** RECORDED DATA follows **

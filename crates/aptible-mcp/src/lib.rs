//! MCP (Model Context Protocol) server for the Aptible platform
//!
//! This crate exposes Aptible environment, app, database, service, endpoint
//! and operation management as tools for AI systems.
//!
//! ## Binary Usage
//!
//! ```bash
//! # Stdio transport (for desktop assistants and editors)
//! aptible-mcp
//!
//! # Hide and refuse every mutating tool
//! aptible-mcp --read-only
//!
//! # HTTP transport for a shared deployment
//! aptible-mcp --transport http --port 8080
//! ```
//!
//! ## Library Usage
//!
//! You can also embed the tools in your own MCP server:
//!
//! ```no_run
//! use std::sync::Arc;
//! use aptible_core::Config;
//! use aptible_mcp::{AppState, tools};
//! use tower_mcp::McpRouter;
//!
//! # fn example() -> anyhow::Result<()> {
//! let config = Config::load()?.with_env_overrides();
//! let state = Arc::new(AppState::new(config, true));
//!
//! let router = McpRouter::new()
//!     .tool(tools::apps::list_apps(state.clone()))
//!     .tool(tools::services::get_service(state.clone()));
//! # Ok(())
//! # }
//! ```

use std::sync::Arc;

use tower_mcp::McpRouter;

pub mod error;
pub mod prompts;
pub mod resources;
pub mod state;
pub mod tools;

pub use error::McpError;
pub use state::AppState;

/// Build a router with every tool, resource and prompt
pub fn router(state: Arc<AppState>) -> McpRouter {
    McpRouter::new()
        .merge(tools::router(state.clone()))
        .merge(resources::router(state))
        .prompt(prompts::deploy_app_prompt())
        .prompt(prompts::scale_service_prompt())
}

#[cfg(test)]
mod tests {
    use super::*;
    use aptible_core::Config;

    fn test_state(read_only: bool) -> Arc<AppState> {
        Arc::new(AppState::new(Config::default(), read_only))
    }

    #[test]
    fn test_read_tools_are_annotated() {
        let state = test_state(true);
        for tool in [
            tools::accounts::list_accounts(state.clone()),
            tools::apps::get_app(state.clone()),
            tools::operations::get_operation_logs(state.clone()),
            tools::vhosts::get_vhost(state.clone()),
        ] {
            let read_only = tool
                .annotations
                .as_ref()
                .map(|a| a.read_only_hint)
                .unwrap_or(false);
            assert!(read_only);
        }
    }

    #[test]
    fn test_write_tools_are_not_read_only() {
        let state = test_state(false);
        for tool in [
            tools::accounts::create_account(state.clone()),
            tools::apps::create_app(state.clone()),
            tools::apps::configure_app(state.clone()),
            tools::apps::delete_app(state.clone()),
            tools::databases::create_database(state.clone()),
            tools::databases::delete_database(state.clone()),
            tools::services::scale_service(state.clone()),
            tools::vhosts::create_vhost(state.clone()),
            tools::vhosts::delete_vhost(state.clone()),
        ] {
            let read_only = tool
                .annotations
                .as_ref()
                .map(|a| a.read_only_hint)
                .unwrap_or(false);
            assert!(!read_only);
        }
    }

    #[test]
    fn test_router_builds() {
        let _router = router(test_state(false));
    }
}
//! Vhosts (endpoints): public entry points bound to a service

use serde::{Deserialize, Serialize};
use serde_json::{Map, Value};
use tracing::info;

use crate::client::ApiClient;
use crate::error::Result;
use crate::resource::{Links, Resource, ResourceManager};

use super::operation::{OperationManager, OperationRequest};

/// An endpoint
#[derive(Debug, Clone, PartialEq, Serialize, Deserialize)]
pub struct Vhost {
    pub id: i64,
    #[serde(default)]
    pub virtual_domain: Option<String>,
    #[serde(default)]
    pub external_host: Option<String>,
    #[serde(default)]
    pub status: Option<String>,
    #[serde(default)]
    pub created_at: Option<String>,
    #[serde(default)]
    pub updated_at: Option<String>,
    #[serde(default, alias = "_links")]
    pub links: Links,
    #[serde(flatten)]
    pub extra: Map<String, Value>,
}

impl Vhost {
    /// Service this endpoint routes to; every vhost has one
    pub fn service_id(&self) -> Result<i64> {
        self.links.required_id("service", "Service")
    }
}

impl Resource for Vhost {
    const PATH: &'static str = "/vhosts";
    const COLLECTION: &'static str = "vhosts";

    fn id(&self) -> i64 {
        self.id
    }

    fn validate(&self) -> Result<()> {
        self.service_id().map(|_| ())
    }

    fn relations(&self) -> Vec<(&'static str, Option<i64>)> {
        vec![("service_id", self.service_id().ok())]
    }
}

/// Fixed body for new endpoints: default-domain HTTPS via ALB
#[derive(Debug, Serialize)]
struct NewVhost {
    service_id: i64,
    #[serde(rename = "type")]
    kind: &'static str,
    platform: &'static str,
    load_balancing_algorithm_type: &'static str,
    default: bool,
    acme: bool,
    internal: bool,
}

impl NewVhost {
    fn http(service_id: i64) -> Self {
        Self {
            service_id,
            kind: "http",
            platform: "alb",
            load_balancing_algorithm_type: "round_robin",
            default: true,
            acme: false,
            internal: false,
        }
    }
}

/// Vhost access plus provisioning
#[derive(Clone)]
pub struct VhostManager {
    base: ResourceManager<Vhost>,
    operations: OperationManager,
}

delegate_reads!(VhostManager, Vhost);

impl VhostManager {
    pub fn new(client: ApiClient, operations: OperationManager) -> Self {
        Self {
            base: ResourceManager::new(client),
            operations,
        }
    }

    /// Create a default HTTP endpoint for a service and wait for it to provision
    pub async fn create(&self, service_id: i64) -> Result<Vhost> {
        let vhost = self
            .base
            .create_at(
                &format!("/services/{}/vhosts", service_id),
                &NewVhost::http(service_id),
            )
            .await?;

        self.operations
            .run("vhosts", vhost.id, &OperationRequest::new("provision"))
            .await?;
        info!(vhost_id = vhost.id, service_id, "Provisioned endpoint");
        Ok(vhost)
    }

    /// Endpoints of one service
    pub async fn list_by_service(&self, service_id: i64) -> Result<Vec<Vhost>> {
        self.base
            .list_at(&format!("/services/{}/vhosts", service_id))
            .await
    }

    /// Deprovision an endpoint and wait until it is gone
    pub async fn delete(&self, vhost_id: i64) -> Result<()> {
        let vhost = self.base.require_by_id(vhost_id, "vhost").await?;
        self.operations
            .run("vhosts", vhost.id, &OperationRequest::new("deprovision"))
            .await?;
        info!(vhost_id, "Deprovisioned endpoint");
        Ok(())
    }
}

** End of RECORDED DATA **

Set down all the data exactly as given.

## [TASK RESPONSE]
filename crates/aptible-mcp/src/lib.rs
//! MCP (Model Context Protocol) server for the Aptible platform
//!
//! This crate exposes Aptible environment, app, database, service, endpoint
//! and operation management as tools for AI systems.
//!
//! ## Binary Usage
//!
//! ```bash
//! # Stdio transport (for desktop assistants and editors)
//! aptible-mcp
//!
//! # Hide and refuse every mutating tool
//! aptible-mcp --read-only
//!
//! # HTTP transport for a shared deployment
//! aptible-mcp --transport http --port 8080
//! ```
//!
//! ## Library Usage
//!
//! You can also embed the tools in your own MCP server:
//!
//! ```no_run
//! use std::sync::Arc;
//! use aptible_core::Config;
//! use aptible_mcp::{AppState, tools};
//! use tower_mcp::McpRouter;
//!
//! # fn example() -> anyhow::Result<()> {
//! let config = Config::load()?.with_env_overrides();
//! let state = Arc::new(AppState::new(config, true));
//!
//! let router = McpRouter::new()
//!     .tool(tools::apps::list_apps(state.clone()))
//!     .tool(tools::services::get_service(state.clone()));
//! # Ok(())
//! # }
//! ```

use std::sync::Arc;

use tower_mcp::McpRouter;

pub mod error;
pub mod prompts;
pub mod resources;
pub mod state;
pub mod tools;

pub use error::McpError;
pub use state::AppState;

/// Build a router with every tool, resource and prompt
pub fn router(state: Arc<AppState>) -> McpRouter {
    McpRouter::new()
        .merge(tools::router(state.clone()))
        .merge(resources::router(state))
        .prompt(prompts::deploy_app_prompt())
        .prompt(prompts::scale_service_prompt())
}

#[cfg(test)]
mod tests {
    use super::*;
    use aptible_core::Config;

    fn test_state(read_only: bool) -> Arc<AppState> {
        Arc::new(AppState::new(Config::default(), read_only))
    }

    #[test]
    fn test_read_tools_are_annotated() {
        let state = test_state(true);
        for tool in [
            tools::accounts::list_accounts(state.clone()),
            tools::apps::get_app(state.clone()),
            tools::operations::get_operation_logs(state.clone()),
            tools::vhosts::get_vhost(state.clone()),
        ] {
            let read_only = tool
                .annotations
                .as_ref()
                .map(|a| a.read_only_hint)
                .unwrap_or(false);
            assert!(read_only);
        }
    }

    #[test]
    fn test_write_tools_are_not_read_only() {
        let state = test_state(false);
        for tool in [
            tools::accounts::create_account(state.clone()),
            tools::apps::create_app(state.clone()),
            tools::apps::configure_app(state.clone()),
            tools::apps::delete_app(state.clone()),
            tools::databases::create_database(state.clone()),
            tools::databases::delete_database(state.clone()),
            tools::services::scale_service(state.clone()),
            tools::vhosts::create_vhost(state.clone()),
            tools::vhosts::delete_vhost(state.clone()),
        ] {
            let read_only = tool
                .annotations
                .as_ref()
                .map(|a| a.read_only_hint)
                .unwrap_or(false);
            assert!(!read_only);
        }
    }

    #[test]
    fn test_router_builds() {
        let _router = router(test_state(false));
    }
}
//! Vhosts (endpoints): public entry points bound to a service

use serde::{Deserialize, Serialize};
use serde_json::{Map, Value};
use tracing::info;

use crate::client::ApiClient;
use crate::error::Result;
use crate::resource::{Links, Resource, ResourceManager};

use super::operation::{OperationManager, OperationRequest};

/// An endpoint
#[derive(Debug, Clone, PartialEq, Serialize, Deserialize)]
pub struct Vhost {
    pub id: i64,
    #[serde(default)]
    pub virtual_domain: Option<String>,
    #[serde(default)]
    pub external_host: Option<String>,
    #[serde(default)]
    pub status: Option<String>,
    #[serde(default)]
    pub created_at: Option<String>,
    #[serde(default)]
    pub updated_at: Option<String>,
    #[serde(default, alias = "_links")]
    pub links: Links,
    #[serde(flatten)]
    pub extra: Map<String, Value>,
}

impl Vhost {
    /// Service this endpoint routes to; every vhost has one
    pub fn service_id(&self) -> Result<i64> {
        self.links.required_id("service", "Service")
    }
}

impl Resource for Vhost {
    const PATH: &'static str = "/vhosts";
    const COLLECTION: &'static str = "vhosts";

    fn id(&self) -> i64 {
        self.id
    }

    fn validate(&self) -> Result<()> {
        self.service_id().map(|_| ())
    }

    fn relations(&self) -> Vec<(&'static str, Option<i64>)> {
        vec![("service_id", self.service_id().ok())]
    }
}

/// Fixed body for new endpoints: default-domain HTTPS via ALB
#[derive(Debug, Serialize)]
struct NewVhost {
    service_id: i64,
    #[serde(rename = "type")]
    kind: &'static str,
    platform: &'static str,
    load_balancing_algorithm_type: &'static str,
    default: bool,
    acme: bool,
    internal: bool,
}

impl NewVhost {
    fn http(service_id: i64) -> Self {
        Self {
            service_id,
            kind: "http",
            platform: "alb",
            load_balancing_algorithm_type: "round_robin",
            default: true,
            acme: false,
            internal: false,
        }
    }
}

/// Vhost access plus provisioning
#[derive(Clone)]
pub struct VhostManager {
    base: ResourceManager<Vhost>,
    operations: OperationManager,
}

delegate_reads!(VhostManager, Vhost);

impl VhostManager {
    pub fn new(client: ApiClient, operations: OperationManager) -> Self {
        Self {
            base: ResourceManager::new(client),
            operations,
        }
    }

    /// Create a default HTTP endpoint for a service and wait for it to provision
    pub async fn create(&self, service_id: i64) -> Result<Vhost> {
        let vhost = self
            .base
            .create_at(
                &format!("/services/{}/vhosts", service_id),
                &NewVhost::http(service_id),
            )
            .await?;

        self.operations
            .run("vhosts", vhost.id, &OperationRequest::new("provision"))
            .await?;
        info!(vhost_id = vhost.id, service_id, "Provisioned endpoint");
        Ok(vhost)
    }

    /// Endpoints of one service
    pub async fn list_by_service(&self, service_id: i64) -> Result<Vec<Vhost>> {
        self.base
            .list_at(&format!("/services/{}/vhosts", service_id))
            .await
    }

    /// Deprovision an endpoint and wait until it is gone
    pub async fn delete(&self, vhost_id: i64) -> Result<()> {
        let vhost = self.base.require_by_id(vhost_id, "vhost").await?;
        self.operations
            .run("vhosts", vhost.id, &OperationRequest::new("deprovision"))
            .await?;
        info!(vhost_id, "Deprovisioned endpoint");
        Ok(())
    }
}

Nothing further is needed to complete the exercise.